Dikatakannya, sejak Rakornas TPID I pada 2010 lalu respon Pemda sangat positif terlihat dari jumlah TPID yang meningkat dari 38 kota menjadi 55 kota/kabupaten dari total 66 kota yang menjadi dasar penghitungan inflasi di Indonesia oleh BPS. "Pesatnya peningkatan jumlah TPID tang terbentuk menunjukkan besarnya perhatian, kesadaran, kepedulian dan komitmen para Kepala Daerah terhadap pentingnya mewujudkan stabilitas harga di daerah," kata Darmin.
Dikatakannya, mengingat peranannya yang sangat strategis, TPI dan TPID ini perlu terus diperkuat dalam aspek kelembagaan maupun koordinasinya dan menjadi semakin penting mengingat peranan inflasi daerah terhadap pembentukan inflasi nasional yang cukup besar. Disamping itu, mengingat penyumbang inflasi di tiap daerah cukup unik maka perlu penanganan yang khusus disesuaikan dengan kondisi kedaerahan masing-masing.

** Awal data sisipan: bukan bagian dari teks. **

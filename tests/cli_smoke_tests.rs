use std::path::{Path, PathBuf};
use std::str::FromStr;

use assert_cmd::Command;
use predicates::{prelude::PredicateBooleanExt, str::contains};
use rust_decimal::Decimal;
use serde_json::Value;
use tempfile::{tempdir, TempDir};
use uuid::Uuid;

const BIN_NAME: &str = "cashflow";

struct Workspace {
    _dir: TempDir,
    config: PathBuf,
    data: PathBuf,
    user: Uuid,
}

impl Workspace {
    fn new() -> Self {
        let dir = tempdir().expect("tempdir");
        let config = dir.path().join("config.json");
        let data = dir.path().join("planner.json");
        Self {
            _dir: dir,
            config,
            data,
            user: Uuid::new_v4(),
        }
    }

    fn command(&self) -> Command {
        let mut cmd = Command::cargo_bin(BIN_NAME).expect("binary exists");
        cmd.env("NO_COLOR", "1")
            .arg("--config")
            .arg(&self.config)
            .arg("--data")
            .arg(&self.data)
            .args(["--today", "2025-01-01"]);
        cmd
    }

    fn as_user(&self) -> Command {
        let mut cmd = self.command();
        cmd.arg("--user").arg(self.user.to_string());
        cmd
    }

    /// Runs a `--json` command as the workspace user and parses stdout.
    fn json(&self, args: &[&str]) -> Value {
        let output = self
            .as_user()
            .arg("--json")
            .args(args)
            .output()
            .expect("run cashflow");
        assert!(
            output.status.success(),
            "cashflow {args:?} failed: {}",
            String::from_utf8_lossy(&output.stderr)
        );
        serde_json::from_slice(&output.stdout).expect("json output")
    }
}

fn id_of(value: &Value) -> String {
    value["id"].as_str().expect("id field").to_string()
}

fn decimal(value: &Value) -> Decimal {
    match value {
        Value::String(text) => Decimal::from_str(text).expect("decimal string"),
        other => Decimal::from_str(&other.to_string()).expect("decimal number"),
    }
}

fn seed_salary(ws: &Workspace) -> (String, String) {
    let account = ws.json(&[
        "account", "add", "Checking", "--kind", "checking", "--balance", "1000", "--as-of",
        "2025-01-01", "--currency", "USD",
    ]);
    let category = ws.json(&["category", "add", "Salary", "--kind", "income"]);
    let account_id = id_of(&account);
    ws.json(&[
        "rule",
        "add",
        "Salary",
        "--account",
        &account_id,
        "--category",
        &id_of(&category),
        "--amount",
        "500",
        "--start",
        "2025-01-15",
        "--monthly",
        "15",
        "--currency",
        "USD",
    ]);
    (account_id, id_of(&category))
}

#[test]
fn version_command_prints_build_metadata() {
    Command::cargo_bin(BIN_NAME)
        .expect("binary exists")
        .arg("version")
        .assert()
        .success()
        .stdout(contains("cashflow").and(contains("Build hash")));
}

#[test]
fn init_writes_config_with_a_user() {
    let ws = Workspace::new();
    ws.command()
        .args(["init", "--currency", "eur"])
        .assert()
        .success()
        .stdout(contains("Initialized"));

    let raw = std::fs::read_to_string(&ws.config).expect("config written");
    let config: Value = serde_json::from_str(&raw).expect("config json");
    assert_eq!(config["currency"], "EUR");
    assert!(config["default_user"].as_str().is_some());
    assert_eq!(
        Path::new(config["data_file"].as_str().expect("data file")),
        ws.data.as_path()
    );
}

#[test]
fn commands_without_a_user_fail_with_usage_exit_code() {
    let ws = Workspace::new();
    ws.command()
        .args(["expand", "--from", "2025-01-01", "--to", "2025-01-31"])
        .assert()
        .failure()
        .code(2)
        .stderr(contains("No user selected"));
}

#[test]
fn expand_and_forecast_follow_a_monthly_rule() {
    let ws = Workspace::new();
    let (account_id, _) = seed_salary(&ws);

    let instances = ws.json(&["expand", "--from", "2025-01-01", "--to", "2025-03-31"]);
    let dates: Vec<&str> = instances
        .as_array()
        .expect("instance list")
        .iter()
        .map(|instance| instance["date"].as_str().expect("date"))
        .collect();
    assert_eq!(dates, vec!["2025-01-15", "2025-02-15", "2025-03-15"]);

    let forecasts = ws.json(&[
        "forecast",
        "--from",
        "2025-01-01",
        "--to",
        "2025-03-31",
        "--account",
        &account_id,
    ]);
    let forecast = &forecasts[0];
    let points = forecast["points"].as_array().expect("points");
    assert_eq!(points.len(), 90);
    assert_eq!(decimal(&points[13]["balance"]), Decimal::from(1000));
    assert_eq!(decimal(&points[14]["balance"]), Decimal::from(1500));
    assert_eq!(decimal(&points[89]["balance"]), Decimal::from(2500));
}

#[test]
fn oversized_ranges_are_rejected() {
    let ws = Workspace::new();
    ws.as_user()
        .args(["expand", "--from", "2025-01-01", "--to", "2028-01-01"])
        .assert()
        .failure()
        .code(2)
        .stderr(contains("Date range too large"));
}

#[test]
fn reconcile_books_an_adjustment_and_lists_it() {
    let ws = Workspace::new();
    let (account_id, _) = seed_salary(&ws);

    let record = ws.json(&[
        "reconcile",
        "add",
        "--account",
        &account_id,
        "--date",
        "2025-02-01",
        "--balance",
        "1400",
        "--adjust",
    ]);
    assert_eq!(decimal(&record["expected_balance"]), Decimal::from(1500));
    assert_eq!(decimal(&record["difference"]), Decimal::from(-100));
    assert!(record["adjustment_rule_id"].as_str().is_some());

    let listed = ws.json(&["reconcile", "list", "--account", &account_id]);
    assert_eq!(listed.as_array().map(Vec::len), Some(1));

    let rules = ws.json(&["rule", "list"]);
    assert!(rules
        .as_array()
        .expect("rules")
        .iter()
        .filter_map(|rule| rule["name"].as_str())
        .any(|name| name.starts_with("Reconciliation Adjustment (-100")));

    let id = id_of(&listed[0]);
    ws.json(&["reconcile", "delete", &id]);
    assert_eq!(
        ws.json(&["reconcile", "list"]).as_array().map(Vec::len),
        Some(0)
    );
}

#[test]
fn dashboard_renders_summary_text() {
    let ws = Workspace::new();
    seed_salary(&ws);

    ws.as_user()
        .arg("dashboard")
        .assert()
        .success()
        .stdout(contains("Net worth").and(contains("1000.00 USD")).and(contains("Salary")));
}

#[test]
fn config_set_backup_and_restore() {
    let ws = Workspace::new();
    ws.command()
        .args(["config", "set", "locale", "fr-FR"])
        .assert()
        .success()
        .stdout(contains("Set locale = fr-FR"));

    let backup = ws.json(&["config", "backup", "--note", "before gbp"]);
    let name = backup["backup"].as_str().expect("backup name").to_string();
    ws.json(&["config", "set", "currency", "gbp"]);
    assert_eq!(ws.json(&["config", "show"])["currency"], "GBP");

    let listed = ws.json(&["config", "backups"]);
    assert_eq!(listed.as_array().map(Vec::len), Some(1));

    let restored = ws.json(&["config", "restore", &name]);
    assert_eq!(restored["currency"], "USD");
    assert_eq!(restored["locale"], "fr-FR");

    ws.command()
        .args(["config", "show"])
        .assert()
        .success()
        .stdout(contains("Locale").and(contains("fr-FR")));

    ws.command()
        .args(["config", "set", "theme", "dark"])
        .assert()
        .failure()
        .code(2);
}

#[test]
fn rule_edit_can_clear_a_transfer_and_list_shows_next_date() {
    let ws = Workspace::new();
    let (checking, category) = seed_salary(&ws);
    let savings = ws.json(&[
        "account", "add", "Savings", "--kind", "savings", "--as-of", "2025-01-01",
    ]);
    let sweep = ws.json(&[
        "rule",
        "add",
        "Sweep",
        "--account",
        &checking,
        "--category",
        &category,
        "--amount",
        "50",
        "--start",
        "2025-01-20",
        "--monthly",
        "20",
        "--to-account",
        &id_of(&savings),
        "--note",
        "monthly sweep",
    ]);
    assert!(sweep["to_account_id"].as_str().is_some());

    ws.json(&["rule", "edit", &id_of(&sweep), "--clear-transfer", "--clear-note"]);

    let rules = ws.json(&["rule", "list"]);
    let listed = rules
        .as_array()
        .expect("rules")
        .iter()
        .find(|rule| rule["name"] == "Sweep")
        .expect("sweep rule");
    assert!(listed["to_account_id"].is_null());
    assert!(listed["note"].is_null());
    assert_eq!(listed["next_occurrence"], "2025-01-20");

    ws.as_user()
        .args(["rule", "list"])
        .assert()
        .success()
        .stdout(contains("Next").and(contains("2025-01-15")));
}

Dikatakannya, agar fungsinya lebih nyata, TPI dan TPID tidak lagi cukup hanya sebagai wadah pertukaran informasi, namun perlu diarahkan untuk mempertajam implementasi berbagai program kerja yang difokuskan pada peningkatan sisi pasokan. Terutama komoditas pangan, melalui perbaikan produksi, distribusi, organisasi industri, dan struktur pasar, termasuk pengaturan tata niaga.
Menurut Darmin, tantangan pengendalian inflasi menjadi semakin berat dengan terus meningkatnya harga komoditas di pasar internasional, termasuk harga gandum, gula, dan kedelai. Bank Indonesia, lanjutnya memandang risiko tekanan inflasi ke depan yang bersumber dari risiko gangguan pasokan pangan ini masih cukup tinggi.
Apabila tidak ditangani secara antisipatif dan memadai, tekanan inflasi pangan yang berkelanjutan dapat memengaruhi harga komoditas dalam kelompok inflasi inti, baik secara langsung maupun tidak langsung. Di pihak lain, BI juga tetap perlu mengantisipasi perubahan iklim yang akan menganggu pasokan pangan di domestik.
Di sisi moneter, Bank Indonesia sejak tahun lalu telah menempuh berbagai kebijakan dalam rangka mengendalikan tekanan inflasi. BI mengharapkan, setiap daerah mempersiapkan rencana aksi menghadapi ancaman kenaikan harga pangan dengan berbagai langkah antisipasi dan segera (immediate policies) perlu segera disusun khususnya terkait penanganan masalah pasokan dan arus distribusi barang.
Peningkatan produksi pangan melalui ekstensifikasi dan intensifikasi menjadi isu penting di tengah faktor kondisi cuaca yang ekstrim dan semakin sulit diprediksi. Selain itu, perlunya meningkatkan koordinasi lintas kelembagaan sebagai salah satu prasyarat yang diperlukan untuk mendukung efektivitas berbagai kebijakan stabilitas harga.
Dalam kaitan ini, perlu merumuskan strategi yang tepat untuk lebih mendorong penguatan hubungan kelembagaan yang bersifat sinergis dan efektif. BI juga melihat perlunya perumusan strategi kebijakan yang berdimensi jangka menengah panjang untuk membenahi organisasi industri dan struktur pasar, termasuk tata niaga, khususnya komoditas pangan, serta mengakselerasi upaya peningkatan kapasitas perekonomian.